▶ What to produce: Would you return the lines between the one holding "pub use layout::LayoutManager;" and the one holding "and a trailing", inclusive, and only those, exactly as they stand in the listing below?
[Listed records — start]
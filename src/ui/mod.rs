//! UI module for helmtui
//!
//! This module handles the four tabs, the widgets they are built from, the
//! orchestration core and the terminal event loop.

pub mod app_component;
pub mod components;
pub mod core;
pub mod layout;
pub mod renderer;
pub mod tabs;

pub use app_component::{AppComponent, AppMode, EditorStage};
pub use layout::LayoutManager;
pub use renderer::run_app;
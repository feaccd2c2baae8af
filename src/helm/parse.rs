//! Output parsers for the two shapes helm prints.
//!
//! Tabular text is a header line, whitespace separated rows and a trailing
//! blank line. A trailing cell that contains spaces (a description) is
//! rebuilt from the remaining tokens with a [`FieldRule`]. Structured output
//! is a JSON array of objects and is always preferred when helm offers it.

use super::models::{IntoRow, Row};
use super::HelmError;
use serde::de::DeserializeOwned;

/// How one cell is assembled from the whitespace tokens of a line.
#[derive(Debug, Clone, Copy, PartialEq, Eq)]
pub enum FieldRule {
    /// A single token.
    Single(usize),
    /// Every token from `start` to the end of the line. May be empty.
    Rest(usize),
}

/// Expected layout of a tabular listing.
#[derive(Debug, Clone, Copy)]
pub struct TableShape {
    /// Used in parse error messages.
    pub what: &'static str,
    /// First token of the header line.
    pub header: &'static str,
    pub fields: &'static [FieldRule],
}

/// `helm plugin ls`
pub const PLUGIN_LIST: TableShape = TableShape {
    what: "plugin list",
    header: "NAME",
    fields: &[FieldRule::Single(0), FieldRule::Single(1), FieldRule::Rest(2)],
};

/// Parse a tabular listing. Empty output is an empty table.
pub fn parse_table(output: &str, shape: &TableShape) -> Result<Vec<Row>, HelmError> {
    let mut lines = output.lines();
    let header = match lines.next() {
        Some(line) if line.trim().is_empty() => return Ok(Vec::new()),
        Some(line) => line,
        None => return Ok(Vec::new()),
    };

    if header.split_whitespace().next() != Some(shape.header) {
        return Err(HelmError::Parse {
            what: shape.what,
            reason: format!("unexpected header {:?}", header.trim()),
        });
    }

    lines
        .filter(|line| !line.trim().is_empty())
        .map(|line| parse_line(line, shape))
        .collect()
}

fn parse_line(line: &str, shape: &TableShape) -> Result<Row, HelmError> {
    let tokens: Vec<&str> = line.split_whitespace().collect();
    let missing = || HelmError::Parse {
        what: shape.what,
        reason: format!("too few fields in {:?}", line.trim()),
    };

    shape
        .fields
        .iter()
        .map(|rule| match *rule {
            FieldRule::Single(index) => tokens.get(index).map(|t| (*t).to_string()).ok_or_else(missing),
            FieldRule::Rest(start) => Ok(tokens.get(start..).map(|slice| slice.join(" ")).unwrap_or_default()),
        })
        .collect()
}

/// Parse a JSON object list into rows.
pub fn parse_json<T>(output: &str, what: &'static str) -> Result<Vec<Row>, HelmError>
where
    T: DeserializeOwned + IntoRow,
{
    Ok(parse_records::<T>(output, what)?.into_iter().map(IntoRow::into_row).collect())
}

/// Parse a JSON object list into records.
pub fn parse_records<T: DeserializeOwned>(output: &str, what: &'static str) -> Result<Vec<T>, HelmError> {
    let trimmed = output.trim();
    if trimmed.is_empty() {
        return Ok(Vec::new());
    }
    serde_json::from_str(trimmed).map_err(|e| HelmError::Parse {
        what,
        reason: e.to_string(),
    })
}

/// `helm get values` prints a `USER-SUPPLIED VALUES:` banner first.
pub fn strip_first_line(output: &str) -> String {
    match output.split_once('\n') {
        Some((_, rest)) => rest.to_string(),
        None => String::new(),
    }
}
[Listed records — finish]
▶ Response area:
pub use layout::LayoutManager;
pub use renderer::run_app;
repository feaccd2c2baae8af
filename src/helm/parse.rs
//! Output parsers for the two shapes helm prints.
//!
//! Tabular text is a header line, whitespace separated rows and a trailing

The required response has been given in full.